So today, on Veterans Day, we have the honor of a window into the resilience of a Vietnam POW. Vin’s first official interview with Smith was on Memorial Day, and after two hours of coffee and listening, Vin had more than 100 inches of notes. How did he mold that into today’s story? Here’s a bit of insight into this writer:

Of all the things he told me, two things grabbed me:
One was how he overcame the hate for his captors.
The other was the brown sock and white sock he realized he was wearing before the fateful mission, his reaction, and that he still has a piece of that brown sock.

Vin knew he had his story’s lede-in, and the ending. And, he says, he simply let Brad Smith tell everything in-between.

Late last week, Vin and online editor Ed Scott captured the video here on with Brad Smith. It’s a strong exclamation point to Vin's story and Grant Jefferies' photos today.

Here’s one more glimpse of Vin’s modest dedication: He thanked us for the opportunity to give this veteran’s story –- representative of so many thousands of other veterans today -- the time and space it deserves.


Friday, November 9, 2007

Quit the mud-slinging. Please.

Tell us the truth, now: Which headline in the Herald troubled you the most this week:

"$4 per gallon in our future?'' or "It's a runoff''

Local gas prices are scary, for sure, but waiting until Nov. 27 to find out who'll be Bradenton's mayor is a tough one to swallow. Don't you wish they could Get 'R Done sooner?

We heard Friday that the incumbent, Wayne Poston, has promised to run a clean campaign the rest of the way, and let's hope that's the case for both him and former mayor Bill Evers — who said he'll respond to Poston's pledge in his own good time.

These guys just don't like each other. We've known that for a long time, since well before they ran against each other the first time in 1999 (another runoff), and neither guy did a very good job of staying above the mud-slinging that characterized this contest.

Our city faces some major challenges and we'd love to hear some positive dialogue framed in the form of concrete proposals from both men before we head back to the polls to decide this thing once again.

How about it, gentlemen?


Thursday, November 8, 2007

Now, for the rest of the story

Several readers called and e-mailed this morning, wondering what happened to “the rest of the story” in the Bradenton Herald. They were referring to the well-written saga about the 76-year-old Broward deputy killed on-duty.

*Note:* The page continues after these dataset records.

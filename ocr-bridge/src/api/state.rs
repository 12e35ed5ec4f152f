use std::sync::Arc;

use crate::config::Config;
use crate::ocr::OcrBridge;
use crate::queue::{AmqpPublisher, ResultPublisher};

#[derive(Clone)]
pub struct AppState {
    pub config: Arc<Config>,
    pub bridge: Arc<OcrBridge>,
    pub publisher: Arc<dyn ResultPublisher>,
}

impl AppState {
    pub fn new(config: Config, publisher: Arc<dyn ResultPublisher>) -> Self {
        let bridge = Arc::new(OcrBridge::new(&config.ocr));
        Self {
            config: Arc::new(config),
            bridge,
            publisher,
        }
    }

    /// State backed by the RabbitMQ publisher described in `config.queue`.
    pub fn from_config(config: Config) -> Self {
        let publisher: Arc<dyn ResultPublisher> = Arc::new(AmqpPublisher::new(&config.queue));
        Self::new(config, publisher)
    }
}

Readers of our Bradenton edition were engrossed in that front-page story, turned to Page 6A where the story (written by Miami Herald reporters) was supposed to jump -– and found an Associated Press version of the same story. But no jump.

Oops. That was a victim of poor zoning between our two print editions. In the Lakewood Ranch Herald, the story was contained inside and only on Page 6A. That’s our first deadline, and the Miami Herald –- our sister McClatchy newspaper -- hadn’t sent their version to us yet. So the News Desk used the AP story.

For the next edition, we brought the story out on 1A, and we now had the Miami Herald’s version. The plan was to jump that to the same news hole on Page 6A -- but the new jump page never got on the press.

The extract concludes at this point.